Work item -> Look through the listing and locate every line containing the word "else"; copy those lines.

===== Supplied information

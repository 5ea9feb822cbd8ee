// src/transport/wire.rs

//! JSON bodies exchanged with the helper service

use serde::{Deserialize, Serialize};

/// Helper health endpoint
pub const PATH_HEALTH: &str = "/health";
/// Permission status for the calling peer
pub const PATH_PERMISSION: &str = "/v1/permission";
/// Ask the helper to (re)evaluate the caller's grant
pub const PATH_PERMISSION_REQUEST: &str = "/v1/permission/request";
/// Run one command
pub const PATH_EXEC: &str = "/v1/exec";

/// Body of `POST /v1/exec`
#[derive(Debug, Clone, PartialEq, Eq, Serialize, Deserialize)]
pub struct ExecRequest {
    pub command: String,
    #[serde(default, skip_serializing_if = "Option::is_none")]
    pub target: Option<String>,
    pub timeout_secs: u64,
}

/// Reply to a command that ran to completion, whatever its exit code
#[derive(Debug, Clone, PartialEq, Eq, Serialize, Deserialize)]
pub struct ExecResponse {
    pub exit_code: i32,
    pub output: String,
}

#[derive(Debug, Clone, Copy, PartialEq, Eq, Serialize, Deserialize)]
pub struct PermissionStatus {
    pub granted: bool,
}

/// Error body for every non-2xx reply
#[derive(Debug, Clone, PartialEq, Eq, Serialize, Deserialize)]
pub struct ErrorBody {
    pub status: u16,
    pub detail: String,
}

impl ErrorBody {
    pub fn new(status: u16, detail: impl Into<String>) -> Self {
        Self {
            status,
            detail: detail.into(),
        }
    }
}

==========
===== Supplied information

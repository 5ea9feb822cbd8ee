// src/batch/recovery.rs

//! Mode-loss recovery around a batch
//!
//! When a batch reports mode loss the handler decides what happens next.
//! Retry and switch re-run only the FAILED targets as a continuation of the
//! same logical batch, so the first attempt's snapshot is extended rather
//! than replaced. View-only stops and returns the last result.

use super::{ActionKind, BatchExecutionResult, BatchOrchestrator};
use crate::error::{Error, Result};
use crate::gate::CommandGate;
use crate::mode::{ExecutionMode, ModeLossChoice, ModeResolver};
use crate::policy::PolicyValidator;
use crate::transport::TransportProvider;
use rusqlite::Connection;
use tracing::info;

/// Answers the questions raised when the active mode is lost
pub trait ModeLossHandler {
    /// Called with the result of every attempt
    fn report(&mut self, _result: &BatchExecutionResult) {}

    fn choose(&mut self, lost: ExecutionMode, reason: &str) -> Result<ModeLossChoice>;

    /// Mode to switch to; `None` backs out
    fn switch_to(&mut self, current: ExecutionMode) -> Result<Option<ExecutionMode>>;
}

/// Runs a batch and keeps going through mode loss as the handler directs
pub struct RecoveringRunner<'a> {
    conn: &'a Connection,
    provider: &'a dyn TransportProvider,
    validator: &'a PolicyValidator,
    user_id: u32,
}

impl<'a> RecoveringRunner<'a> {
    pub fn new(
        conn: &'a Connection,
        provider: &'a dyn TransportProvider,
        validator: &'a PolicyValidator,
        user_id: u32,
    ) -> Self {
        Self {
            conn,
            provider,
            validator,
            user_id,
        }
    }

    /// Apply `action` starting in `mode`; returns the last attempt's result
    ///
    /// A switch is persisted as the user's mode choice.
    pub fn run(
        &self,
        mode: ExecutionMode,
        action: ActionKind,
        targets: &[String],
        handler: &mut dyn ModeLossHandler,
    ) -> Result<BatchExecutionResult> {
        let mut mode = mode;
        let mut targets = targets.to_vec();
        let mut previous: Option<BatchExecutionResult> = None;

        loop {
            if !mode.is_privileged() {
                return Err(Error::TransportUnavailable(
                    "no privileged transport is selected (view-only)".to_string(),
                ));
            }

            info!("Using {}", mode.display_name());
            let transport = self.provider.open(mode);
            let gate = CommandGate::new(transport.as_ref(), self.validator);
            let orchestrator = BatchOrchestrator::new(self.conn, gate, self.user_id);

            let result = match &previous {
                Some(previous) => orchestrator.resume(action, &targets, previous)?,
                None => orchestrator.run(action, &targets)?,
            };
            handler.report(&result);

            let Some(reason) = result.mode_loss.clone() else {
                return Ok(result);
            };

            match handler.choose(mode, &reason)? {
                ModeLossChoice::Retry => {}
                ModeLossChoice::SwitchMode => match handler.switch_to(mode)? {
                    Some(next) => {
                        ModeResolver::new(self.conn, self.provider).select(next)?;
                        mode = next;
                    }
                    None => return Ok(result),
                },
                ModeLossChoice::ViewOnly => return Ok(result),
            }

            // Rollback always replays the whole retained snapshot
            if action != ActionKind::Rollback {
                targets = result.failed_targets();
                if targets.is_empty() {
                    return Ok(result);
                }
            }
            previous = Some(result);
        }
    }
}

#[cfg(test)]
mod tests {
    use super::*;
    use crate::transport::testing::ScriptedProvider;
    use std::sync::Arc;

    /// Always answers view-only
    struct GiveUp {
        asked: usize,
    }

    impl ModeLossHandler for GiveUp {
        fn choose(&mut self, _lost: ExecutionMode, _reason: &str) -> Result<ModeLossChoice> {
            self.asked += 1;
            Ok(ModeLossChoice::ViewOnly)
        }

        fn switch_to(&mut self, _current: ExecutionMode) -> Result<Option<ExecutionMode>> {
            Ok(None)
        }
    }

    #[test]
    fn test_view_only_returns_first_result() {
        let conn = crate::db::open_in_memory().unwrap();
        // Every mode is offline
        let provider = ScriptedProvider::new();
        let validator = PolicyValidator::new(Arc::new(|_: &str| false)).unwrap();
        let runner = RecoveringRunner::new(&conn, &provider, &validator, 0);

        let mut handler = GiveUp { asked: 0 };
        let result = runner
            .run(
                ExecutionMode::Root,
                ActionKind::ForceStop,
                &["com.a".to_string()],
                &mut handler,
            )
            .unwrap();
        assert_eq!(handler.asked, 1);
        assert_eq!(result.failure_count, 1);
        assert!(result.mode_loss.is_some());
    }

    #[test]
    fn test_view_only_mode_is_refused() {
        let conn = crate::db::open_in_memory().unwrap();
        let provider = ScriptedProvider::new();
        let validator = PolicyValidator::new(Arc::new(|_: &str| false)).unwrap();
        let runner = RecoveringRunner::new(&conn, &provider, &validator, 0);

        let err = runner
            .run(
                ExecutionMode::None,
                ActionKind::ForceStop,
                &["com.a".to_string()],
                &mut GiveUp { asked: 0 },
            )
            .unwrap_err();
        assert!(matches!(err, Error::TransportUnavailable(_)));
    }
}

==========
===== Supplied information

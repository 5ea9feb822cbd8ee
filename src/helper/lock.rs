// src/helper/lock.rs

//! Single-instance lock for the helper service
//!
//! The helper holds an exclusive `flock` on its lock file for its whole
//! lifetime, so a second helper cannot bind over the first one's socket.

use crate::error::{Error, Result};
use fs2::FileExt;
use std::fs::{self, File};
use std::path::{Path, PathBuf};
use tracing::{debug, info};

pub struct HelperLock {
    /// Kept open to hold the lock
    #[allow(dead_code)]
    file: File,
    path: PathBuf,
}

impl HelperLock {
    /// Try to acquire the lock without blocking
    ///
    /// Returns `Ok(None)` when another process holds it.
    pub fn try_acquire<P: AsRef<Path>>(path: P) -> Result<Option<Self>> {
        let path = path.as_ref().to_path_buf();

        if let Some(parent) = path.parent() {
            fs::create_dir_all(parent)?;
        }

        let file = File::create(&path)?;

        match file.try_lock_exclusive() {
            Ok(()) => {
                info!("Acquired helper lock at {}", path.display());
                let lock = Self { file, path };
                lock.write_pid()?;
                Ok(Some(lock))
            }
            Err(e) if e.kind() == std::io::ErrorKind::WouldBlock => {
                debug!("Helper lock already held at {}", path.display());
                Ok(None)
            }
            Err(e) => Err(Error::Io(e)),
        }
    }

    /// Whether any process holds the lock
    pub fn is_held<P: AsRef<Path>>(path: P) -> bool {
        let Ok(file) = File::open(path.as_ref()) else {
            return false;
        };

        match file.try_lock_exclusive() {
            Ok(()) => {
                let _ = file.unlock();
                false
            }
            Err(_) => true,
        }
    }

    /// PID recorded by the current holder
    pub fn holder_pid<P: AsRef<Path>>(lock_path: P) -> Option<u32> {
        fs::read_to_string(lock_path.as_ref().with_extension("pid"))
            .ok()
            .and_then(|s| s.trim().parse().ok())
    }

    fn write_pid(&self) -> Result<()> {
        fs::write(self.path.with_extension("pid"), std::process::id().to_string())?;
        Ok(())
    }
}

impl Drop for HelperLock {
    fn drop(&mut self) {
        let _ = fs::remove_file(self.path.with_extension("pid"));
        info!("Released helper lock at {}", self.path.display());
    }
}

==========

Problem solution ->
            let Some(reason) = result.mode_loss.clone() else {
        let Ok(file) = File::open(path.as_ref()) else {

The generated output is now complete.